Wilkins, J.
The defendant (Daniels), a mentally retarded young man with a second-grade reading ability and an I. Q. of fifty-three, was found guilty of murder in the second degree solely on the basis of his confession to the Springfield police. In this appeal, which is subject to G. L. c. 278, §§ 33A-33G, Daniels argues that, for various reasons, evidence of his alleged confession and admissions should have been suppressed, and that, if they had been suppressed, he would have been entitled to a directed verdict. Although they were not the subject of any exception (or even objection) at trial, Daniels also, challenges certain aspects of the judge’s charge to the jury, asking this court to consider these challenges within its power under G. L. c. 278, § 33E.
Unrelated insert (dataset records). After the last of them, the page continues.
//! End-to-end session behavior over real sockets.

mod common;

use std::sync::Arc;
use std::time::Duration;

use common::{Client, FailingProvider, HangingProvider, TestServer};
use lingumate::provider::{EchoTranslationProvider, ProviderError};
use lingumate::smoke::{SMOKE_TEXT, run_smoke};

const QUIET: Duration = Duration::from_millis(300);

#[tokio::test]
async fn relay_round_trip_reaches_both_participants() {
    let server = TestServer::start().await;
    let (session_id, mut alice, mut bob) = server.paired().await;

    alice
        .translate(&session_id, "u1", "Hello, how are you?", "en", "es")
        .await;

    let to_sender = alice.recv_kind("translation_result").await;
    let to_peer = bob.recv_kind("translation_result").await;
    assert_eq!(to_sender, to_peer);

    let message = &to_peer["message"];
    assert_eq!(message["originalText"], "Hello, how are you?");
    assert_eq!(message["translatedText"], "[es] Hello, how are you?");
    assert_eq!(message["senderId"], "u1");
    assert_eq!(message["sessionId"], session_id.as_str());
    assert_eq!(message["sourceLanguage"], "en");
    assert_eq!(message["targetLanguage"], "es");
}

#[tokio::test]
async fn handshake_pairing_then_relay_reattach() {
    let server = TestServer::start().await;

    let mut alice_hs = server.handshake_client().await;
    let created = alice_hs.init("u1", "en", ("en", "es"), None).await;
    assert_eq!(created["type"], "translation_session_created");
    assert_eq!(created["state"], "initiating");
    let session_id = created["sessionId"].as_str().unwrap().to_string();

    let mut bob_hs = server.handshake_client().await;
    let joined = bob_hs
        .init("u2", "es", ("en", "es"), Some(&session_id))
        .await;
    assert_eq!(joined["state"], "active");
    let notice = alice_hs.recv_kind("participant_joined").await;
    assert_eq!(notice["participant"]["id"], "u2");
    assert_eq!(notice["participant"]["preferredLanguage"], "es");

    // Both move to the relay endpoint
    let mut alice = server.relay_client().await;
    let reattached = alice.init("u1", "en", ("en", "es"), Some(&session_id)).await;
    assert_eq!(reattached["type"], "translation_session_created");
    assert_eq!(reattached["state"], "active");
    let mut bob = server.relay_client().await;
    bob.init("u2", "es", ("en", "es"), Some(&session_id)).await;

    // The handshake sockets are told they were replaced, then closed
    for old in [&mut alice_hs, &mut bob_hs] {
        let notice = old.recv_kind("session_closed").await;
        assert_eq!(notice["sessionId"], session_id.as_str());
        assert_eq!(notice["reason"], "superseded");
        old.expect_closed().await;
    }
    tokio::time::sleep(Duration::from_millis(100)).await;
    assert!(server.server.state().registry.is_active(&session_id).await);

    bob.translate(&session_id, "u2", "Hola", "es", "en").await;
    let result = alice.recv_kind("translation_result").await;
    assert_eq!(result["message"]["translatedText"], "[en] Hola");
    bob.recv_kind("translation_result").await;
}

#[tokio::test]
async fn smoke_client_passes_against_bare_relay_url() {
    let server = TestServer::start().await;
    let report = run_smoke(&server.relay_root_url(), Duration::from_secs(5))
        .await
        .unwrap();
    assert_eq!(report.original_text, SMOKE_TEXT);
    assert_eq!(report.translated_text, format!("[es] {SMOKE_TEXT}"));
    assert!(report.session_id.starts_with("sess_"));
}

#[tokio::test]
async fn text_translation_is_unsupported_on_handshake() {
    let server = TestServer::start().await;
    let mut client = server.handshake_client().await;
    client.translate("sess_any", "u1", "Hi", "en", "es").await;
    let error = client.recv_error("unsupported_message").await;
    assert_eq!(error["retryable"], false);

    // Connection stays usable
    let created = client.init("u1", "en", ("en", "es"), None).await;
    assert_eq!(created["type"], "translation_session_created");
}

#[tokio::test]
async fn mismatched_join_leaves_session_open() {
    let server = TestServer::start().await;
    let mut alice = server.relay_client().await;
    let created = alice.init("u1", "en", ("en", "es"), None).await;
    let session_id = created["sessionId"].as_str().unwrap().to_string();

    let mut stranger = server.relay_client().await;
    let rejected = stranger
        .init("u3", "fr", ("en", "fr"), Some(&session_id))
        .await;
    assert_eq!(rejected["type"], "error");
    assert_eq!(rejected["code"], "language_pair_mismatch");

    // Reversed order is the same pair
    let mut bob = server.relay_client().await;
    let joined = bob.init("u2", "es", ("es", "en"), Some(&session_id)).await;
    assert_eq!(joined["state"], "active");
    alice.recv_kind("participant_joined").await;
}

#[tokio::test]
async fn concurrent_joiners_seat_exactly_one() {
    let server = TestServer::start().await;
    let mut alice = server.relay_client().await;
    let created = alice.init("u1", "en", ("en", "es"), None).await;
    let session_id = created["sessionId"].as_str().unwrap().to_string();

    let mut joiners = Vec::new();
    for _ in 0..8 {
        joiners.push(Client::connect(&server.relay_url()).await);
    }
    let attempts = joiners.iter_mut().enumerate().map(|(i, client)| {
        let session_id = session_id.clone();
        async move {
            client
                .init(&format!("joiner-{i}"), "es", ("en", "es"), Some(&session_id))
                .await
        }
    });
    let replies = futures::future::join_all(attempts).await;

    let seated = replies
        .iter()
        .filter(|r| r["type"] == "translation_session_created")
        .count();
    let full = replies
        .iter()
        .filter(|r| r["type"] == "error" && r["code"] == "session_full")
        .count();
    assert_eq!(seated, 1);
    assert_eq!(full, 7);

    alice.recv_kind("participant_joined").await;
    alice.expect_silence(QUIET).await;
}

#[tokio::test]
async fn disconnect_notifies_remaining_participant() {
    let server = TestServer::start().await;
    let (session_id, mut alice, bob) = server.paired().await;

    bob.disconnect().await;

    let notice = alice.recv_kind("session_closed").await;
    assert_eq!(notice["sessionId"], session_id.as_str());
    assert_eq!(notice["reason"], "peer_disconnected");
    alice.expect_closed().await;

    let mut late = server.relay_client().await;
    late.translate(&session_id, "u1", "Anyone?", "en", "es").await;
    late.recv_error("session_not_found").await;
}

#[tokio::test]
async fn close_session_notifies_both() {
    let server = TestServer::start().await;
    let (session_id, mut alice, mut bob) = server.paired().await;

    alice.close_session(&session_id, "u1").await;

    for client in [&mut alice, &mut bob] {
        let notice = client.recv_kind("session_closed").await;
        assert_eq!(notice["reason"], "closed_by_participant");
    }
    assert!(server.server.state().registry.is_empty().await);
}

#[tokio::test]
async fn idle_sessions_are_reaped() {
    let server = TestServer::start_with(Arc::new(EchoTranslationProvider), |c| {
        c.session.idle_timeout = Some(Duration::from_millis(300));
        c.session.reap_interval = Duration::from_millis(50);
    })
    .await;
    let (session_id, mut alice, mut bob) = server.paired().await;

    for client in [&mut alice, &mut bob] {
        let notice = client.recv_kind("session_closed").await;
        assert_eq!(notice["reason"], "idle_timeout");
    }

    let mut late = server.relay_client().await;
    late.translate(&session_id, "u1", "Still there?", "en", "es").await;
    late.recv_error("session_not_found").await;
}

#[tokio::test]
async fn provider_failure_stays_with_sender() {
    let server =
        TestServer::start_with(Arc::new(FailingProvider(ProviderError::Quota)), |_| {}).await;
    let (session_id, mut alice, mut bob) = server.paired().await;

    alice.translate(&session_id, "u1", "Hello", "en", "es").await;
    let error = alice.recv_error("translation_provider_error").await;
    assert_eq!(error["retryable"], true);
    bob.expect_silence(QUIET).await;

    // Session survives the failure
    assert!(server.server.state().registry.is_active(&session_id).await);
}

#[tokio::test]
async fn hung_provider_call_only_blocks_its_own_session() {
    let server = TestServer::start_with(Arc::new(HangingProvider), |c| {
        c.provider.timeout = Duration::from_millis(500);
    })
    .await;
    let (stuck_id, mut stuck_alice, mut stuck_bob) = server.paired().await;
    let (live_id, mut live_alice, mut live_bob) = server.paired().await;

    stuck_alice.translate(&stuck_id, "u1", "hang", "en", "es").await;
    live_alice.translate(&live_id, "u1", "Hello", "en", "es").await;

    let started = std::time::Instant::now();
    live_bob.recv_kind("translation_result").await;
    live_alice.recv_kind("translation_result").await;
    assert!(started.elapsed() < Duration::from_millis(500));

    stuck_alice.recv_error("translation_provider_error").await;
    stuck_bob.expect_silence(QUIET).await;
}

#[tokio::test]
async fn bound_connection_naming_unknown_session_gets_not_found() {
    let server = TestServer::start().await;
    let (session_id, mut alice, mut bob) = server.paired().await;

    alice.translate("sess_bogus", "u1", "Hello", "en", "es").await;
    alice.recv_error("session_not_found").await;

    alice.close_session("sess_bogus", "u1").await;
    alice.recv_error("session_not_found").await;

    bob.expect_silence(QUIET).await;
    assert!(server.server.state().registry.is_active(&session_id).await);
}

#[tokio::test]
async fn reattach_with_a_different_pair_is_rejected() {
    let server = TestServer::start().await;
    let (session_id, _alice, _bob) = server.paired().await;

    let mut imposter = server.relay_client().await;
    let reply = imposter
        .init("u1", "en", ("en", "fr"), Some(&session_id))
        .await;
    assert_eq!(reply["code"], "language_pair_mismatch");
}

#[tokio::test]
async fn text_before_pairing_is_rejected() {
    let server = TestServer::start().await;
    let mut alice = server.relay_client().await;
    let created = alice.init("u1", "en", ("en", "es"), None).await;
    let session_id = created["sessionId"].as_str().unwrap();

    alice.translate(session_id, "u1", "Hello?", "en", "es").await;
    alice.recv_error("session_not_active").await;
}

#[tokio::test]
async fn sender_must_match_connection() {
    let server = TestServer::start().await;
    let (session_id, mut alice, mut bob) = server.paired().await;

    alice.translate(&session_id, "u2", "Spoofed", "es", "en").await;
    alice.recv_error("not_a_participant").await;
    bob.expect_silence(QUIET).await;
}

#[tokio::test]
async fn languages_outside_pair_are_rejected() {
    let server = TestServer::start().await;
    let (session_id, mut alice, _bob) = server.paired().await;

    alice.translate(&session_id, "u1", "Bonjour", "fr", "es").await;
    alice.recv_error("language_pair_mismatch").await;
}

#[tokio::test]
async fn unknown_session_and_malformed_frames() {
    let server = TestServer::start().await;
    let mut client = server.relay_client().await;

    client.translate("sess_missing", "u1", "Hi", "en", "es").await;
    client.recv_error("session_not_found").await;

    client.send_text("{not json").await;
    client.recv_error("malformed_message").await;

    client.send_text(r#"{"type":"teleport"}"#).await;
    client.recv_error("malformed_message").await;

    let joined = client
        .init("u1", "en", ("en", "es"), Some("sess_missing"))
        .await;
    assert_eq!(joined["code"], "session_not_found");
}

#[tokio::test]
async fn shutdown_closes_open_sessions() {
    let server = TestServer::start().await;
    let (_session_id, mut alice, mut bob) = server.paired().await;

    server.shutdown().await;

    for client in [&mut alice, &mut bob] {
        let notice = client.recv_kind("session_closed").await;
        assert_eq!(notice["reason"], "server_shutdown");
    }
}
In the middle of the morning of August 22,1972, the body of the eighty-three year old victim, a butcher knife stuck in her throat, was found in her apartment at 976 State Street in Springfield. There were superficial cuts on her right breast, and stab wounds in her stomach and vagina. There was medical testimony that she had died sometime during the previous day.
Daniels, who was then twenty-six years old, lived alone in an apartment at 986 State Street in Springfield. He did janitorial work in apartment buildings in the neighborhood, including the victim’s, and worked at a menial job in a local restaurant. It was stipulated that Daniels had a second-grade reading ability. It appeared at a hearing on Daniels’s motion to suppress, but not at the trial, that Daniels had spent between thirteen and fifteen years at the Belchertown State School, a school for the retarded. It further appeared at the voir dire, but not at trial, that Daniels had been diagnosed in October, 1972, at Bridge-water State Hospital as having “a full scale I. Q. of 53, classifying him at the mild to moderate range of mental deficiency.”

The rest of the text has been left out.